A falta de regulación, las plataformas sociales se rigen por la ley de la selva

Malditas redes

Ilustración de redes sociales. | Alejandra Svriz

Hubo un tiempo no tan lejano en que las cartas al director en los diarios eran el único medio de expresión de los ciudadanos. Su selección y edición solía ser el primer trabajo que se encomendaba en la redacción a los jóvenes recién incorporados. Era requisito indispensable para publicar esas misivas la identificación del remitente: se exigía nombre y dos apellidos, DNI y, por supuesto, que el contenido del mensaje no fuera delictivo. Aún no se hablaba de delitos de odio y se los denominaba delitos contra el honor. El Código Penal era suficientemente explícito. No podían contener injurias, difamaciones ni ataques ad hominem.
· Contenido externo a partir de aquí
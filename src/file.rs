//! File-handling functions
//! This module combines the directory entries with the FAT cluster chains
//! to piece together files
use log::{debug, error};

use crate::directory_table::EntryRef;
use crate::error::{EntryKind, FatError, Result};
use crate::fat::FatDiskView;

impl<B: AsRef<[u8]>> FatDiskView<B> {
    /// Get the data for a file
    ///
    /// The clusters of the entry's chain are joined in chain order and
    /// truncated to the size stored in the entry.
    pub fn get_file_contents(&self, file: EntryRef) -> Result<Vec<u8>> {
        let entry = self.entry(file);
        let size = entry.size() as usize;
        let clusters = self.cluster_chain(entry.start_cluster())?;

        let mut data = Vec::with_capacity(clusters.len() * self.geometry().cluster_size);
        for cluster in clusters {
            if data.len() >= size {
                break;
            }
            data.extend_from_slice(self.cluster_data(cluster));
        }
        data.truncate(size);

        Ok(data)
    }
}

impl<B: AsRef<[u8]> + AsMut<[u8]>> FatDiskView<B> {
    /// Replace the contents of a file
    ///
    /// The existing chain is reused from the front, extended with newly
    /// allocated clusters or cut short as needed, and the size in the entry
    /// is updated.  If the disk runs out of clusters, every cluster
    /// allocated by this call is freed again and the error is returned with
    /// the FAT, the entry and the file data exactly as they were.
    ///
    /// Writing no data frees the whole chain and sets the start cluster to
    /// zero.
    pub fn set_file_contents(&mut self, file: EntryRef, contents: &[u8]) -> Result<()> {
        let entry = self.entry(file);
        if entry.is_directory() {
            return Err(FatError::TypeMismatch {
                name: entry.name(),
                expected: EntryKind::File,
            });
        }

        let cluster_size = self.geometry().cluster_size;
        let required = contents.len().div_ceil(cluster_size);
        let size = u32::try_from(contents.len()).map_err(|_| FatError::DiskFull {
            required,
            available: self.free_clusters(),
        })?;

        let current = self.cluster_chain(entry.start_cluster())?;
        let keep = current.len().min(required);
        let mut clusters = current[..keep].to_vec();
        let dropped = &current[keep..];

        let mut allocated = Vec::new();
        while clusters.len() < required {
            match self.allocate_cluster() {
                Ok(cluster) => {
                    allocated.push(cluster);
                    clusters.push(cluster);
                }
                Err(_) => {
                    error!(
                        "Disk full after allocating {} of {} clusters, rolling back",
                        allocated.len(),
                        required - keep
                    );
                    for &cluster in &allocated {
                        self.deallocate_cluster(cluster);
                    }
                    return Err(FatError::DiskFull {
                        required: required - keep,
                        available: allocated.len(),
                    });
                }
            }
        }

        let terminator = self.fat_type().terminator();
        for (i, &cluster) in clusters.iter().enumerate() {
            let start = i * cluster_size;
            let chunk = &contents[start..contents.len().min(start + cluster_size)];

            let data = self.cluster_data_mut(cluster);
            data[..chunk.len()].copy_from_slice(chunk);
            data[chunk.len()..].fill(0);

            let next = clusters.get(i + 1).copied().unwrap_or(terminator);
            self.set_cluster(cluster, next);
        }

        let mut entry = self.entry_mut(file);
        entry.set_size(size);
        entry.set_start_cluster(clusters.first().copied().unwrap_or(0));

        for &cluster in dropped {
            self.deallocate_cluster(cluster);
        }

        debug!(
            "wrote {} bytes in {} clusters, freed {}",
            size,
            clusters.len(),
            dropped.len()
        );

        Ok(())
    }
}

#[cfg(test)]
mod tests {
    use pretty_assertions::assert_eq;

    use crate::error::{EntryKind, FatError};
    use crate::fat::{FatDiskOptions, FatDiskView};
    use crate::sanity_check::SanityCheck;
    use crate::testing::{blank_image, BlankImage};

    fn small_disk() -> Vec<u8> {
        blank_image(&BlankImage {
            tracks: 10,
            sectors_per_track: 10,
            ..BlankImage::default()
        })
    }

    /// Test that writing and reading back a file smaller than a cluster works
    #[test]
    fn small_file_round_trip_works() {
        let mut image = small_disk();
        let mut disk = FatDiskView::open(&mut image[..], &FatDiskOptions::default())
            .expect("Image should open");
        let file = disk.create_file("TEST.DAT", None).expect("Should create");

        disk.set_file_contents(file, b"Hello World!")
            .expect("Should write");

        assert_eq!(disk.entry(file).size(), 12);
        assert_eq!(
            disk.get_file_contents(file).expect("Should read"),
            b"Hello World!".to_vec()
        );
        drop(disk);

        assert_eq!(&image[0x203..0x205], &[0xFF, 0x0F]);
    }

    #[test]
    fn growing_and_shrinking_relinks_the_chain() {
        let mut image = small_disk();
        let mut disk = FatDiskView::open(&mut image[..], &FatDiskOptions::default())
            .expect("Image should open");
        let file = disk.create_file("TEST.DAT", None).expect("Should create");

        disk.set_file_contents(file, &[127; 5000])
            .expect("Should write");
        assert_eq!(disk.entry(file).size(), 5000);
        assert_eq!(
            &disk.as_bytes()[0x203..0x20B],
            &[0x03, 0x40, 0x00, 0x05, 0x60, 0x00, 0xFF, 0x0F]
        );

        disk.set_file_contents(file, &[255; 1500])
            .expect("Should write");
        assert_eq!(disk.entry(file).size(), 1500);
        assert_eq!(
            &disk.as_bytes()[0x203..0x20B],
            &[0x03, 0xF0, 0xFF, 0x00, 0x00, 0x00, 0x00, 0x00]
        );
        assert_eq!(
            disk.get_file_contents(file).expect("Should read"),
            vec![255; 1500]
        );
        assert!(disk.check());
    }

    #[test]
    fn disk_full_leaves_everything_untouched() {
        let mut image = small_disk();
        let mut disk = FatDiskView::open(&mut image[..], &FatDiskOptions::default())
            .expect("Image should open");
        let file = disk.create_file("TEST.DAT", None).expect("Should create");
        disk.set_file_contents(file, &[255; 1500])
            .expect("Should write");
        let before = disk.as_bytes().to_vec();

        let result = disk.set_file_contents(file, &[1; 100000]);

        // 98 clusters needed, 2 in use, 89 free
        assert_eq!(
            result,
            Err(FatError::DiskFull {
                required: 96,
                available: 89
            })
        );
        assert!(disk.as_bytes() == &before[..]);
        assert_eq!(disk.entry(file).size(), 1500);
    }

    #[test]
    fn exact_cluster_multiples_work() {
        let mut image = small_disk();
        let mut disk = FatDiskView::open(&mut image[..], &FatDiskOptions::default())
            .expect("Image should open");
        let file = disk.create_file("EXACT", None).expect("Should create");

        let mut data = vec![0_u8; 3072];
        data[0] = 1;
        data[1023] = 2;
        data[1024] = 3;
        data[3071] = 4;
        disk.set_file_contents(file, &data).expect("Should write");

        let chain = disk
            .cluster_chain(disk.entry(file).start_cluster())
            .expect("Chain should be valid");
        assert_eq!(chain, vec![2, 3, 4]);
        assert_eq!(disk.get_file_contents(file).expect("Should read"), data);
    }

    #[test]
    fn empty_contents_free_the_chain() {
        let mut image = small_disk();
        let mut disk = FatDiskView::open(&mut image[..], &FatDiskOptions::default())
            .expect("Image should open");
        let file = disk.create_file("EMPTY", None).expect("Should create");
        disk.set_file_contents(file, &[9; 2000]).expect("Should write");

        disk.set_file_contents(file, &[]).expect("Should write");

        assert_eq!(disk.entry(file).start_cluster(), 0);
        assert_eq!(disk.entry(file).size(), 0);
        assert_eq!(disk.get_free(), disk.get_size());
        assert_eq!(disk.get_file_contents(file), Ok(vec![]));

        disk.set_file_contents(file, b"again").expect("Should write");
        assert_eq!(disk.entry(file).start_cluster(), 2);
        assert_eq!(disk.get_file_contents(file), Ok(b"again".to_vec()));
    }

    #[test]
    fn interleaved_files_keep_their_data() {
        let mut image = small_disk();
        let mut disk = FatDiskView::open(&mut image[..], &FatDiskOptions::default())
            .expect("Image should open");
        let first = disk.create_file("FIRST", None).expect("Should create");
        let second = disk.create_file("SECOND", None).expect("Should create");

        disk.set_file_contents(first, &[1; 2500]).expect("Should write");
        disk.set_file_contents(second, &[2; 2500]).expect("Should write");
        disk.set_file_contents(first, &[3; 4000]).expect("Should write");

        assert_eq!(disk.get_file_contents(first), Ok(vec![3; 4000]));
        assert_eq!(disk.get_file_contents(second), Ok(vec![2; 2500]));
        assert!(disk.check());
    }

    #[test]
    fn writing_to_a_directory_fails() {
        let mut image = small_disk();
        let mut disk = FatDiskView::open(&mut image[..], &FatDiskOptions::default())
            .expect("Image should open");
        let dir = disk.create_directory("DIR", None).expect("Should create");

        assert_eq!(
            disk.set_file_contents(dir, b"nope"),
            Err(FatError::TypeMismatch {
                name: String::from("DIR"),
                expected: EntryKind::File
            })
        );
    }
}
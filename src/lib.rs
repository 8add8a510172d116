#![warn(missing_docs)]
#![warn(unsafe_code)]
//! Read and write files on FAT12 and FAT16 disk images held in memory
//!
//! The whole volume lives in one byte buffer.  The FAT, directory tables
//! and file data are read from and written to that buffer directly.

/// Errors returned by disk operations
pub mod error;

/// BIOS Parameter Block parser and derived volume layout
pub mod geometry;

/// File Allocation Table Cluster functions and data structures
pub mod cluster;

/// FAT directory entries and 8.3 filenames
pub mod directory_entry;

/// FAT Directory Table parser
pub mod directory_table;

/// MS-DOS FAT disk images
pub mod fat;

mod allocator;

/// File-handling functions
/// This module combines the directory table with the FAT cluster
/// to piece together files
pub mod file;

/// Absolute paths
pub mod path;

/// SanityCheck trait
pub mod sanity_check;

#[cfg(test)]
mod testing;

pub use cluster::FatType;
pub use directory_entry::DirectoryEntry;
pub use directory_table::EntryRef;
pub use error::{EntryKind, FatError, FormatError, Result};
pub use fat::{FatDiskOptions, FatDiskView};
pub use sanity_check::SanityCheck;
Hoy nos parece una aberración prohibir el anonimato en las redes sociales.

En la cultura popular -libros, películas- la amenaza de una carta -normalmente al Times, que era el prototipo de diario- llegó a ser una herramienta frecuente de defensa y denuncia ante atropellos, injusticias, ataques o menosprecios. Todo eso cambió radicalmente con la llegada de internet, y el equivalente a aquellas epístolas admonitorias pasaron a ser el «te pongo un comentario en Google que te hundo el negocio», «te hago un hilo en Twitter para que todo el mundo sepa de qué calaña eres», o «voy a subir un vídeo a Tik-Tok que no te vas a atrever a salir a la calle». Desahogos todos ellos que se pueden manifestar sin necesidad de no ya de dar la cara, sino ni siquiera el nombre.

Hace mucho tiempo que las redes sociales han alcanzado tal grado de deterioro moral que quien les sigue haciendo caso, considerándolas verdad absoluta como si fueran la Biblia, es que están dispuestos a dejarse engañar. O, lo que es peor, están dispuestos a participar -aunque sea como mirón- en una ceremonia de confusión, de propagación de bulos, de ataques personales, de demonización del adversario, de propagación de odio -sí, odio- hacia el diferente, de campañas racistas, xenófobas, homófobas, y todas las fobias imaginables que contribuyen al enfrentamiento social.

Cada vez que ocurre un suceso luctuoso como el asesinato de un niño de diez años hace una semana, volvemos a preocuparnos por los excesos en las redes. Antes fueron el de la muerte en un pozo de Totalán del niño Ryan o el asesinato del niño Gabriel «el Pescaíto» a manos de la pareja de su padre en Cabo de Gata. Dos desgracias, entre otras muchas, que sirven de excusa a las redes para celebrar el gran carnaval, como se celebraba en la película de 1951 de Billy Wilder al son de la prensa sensacionalista .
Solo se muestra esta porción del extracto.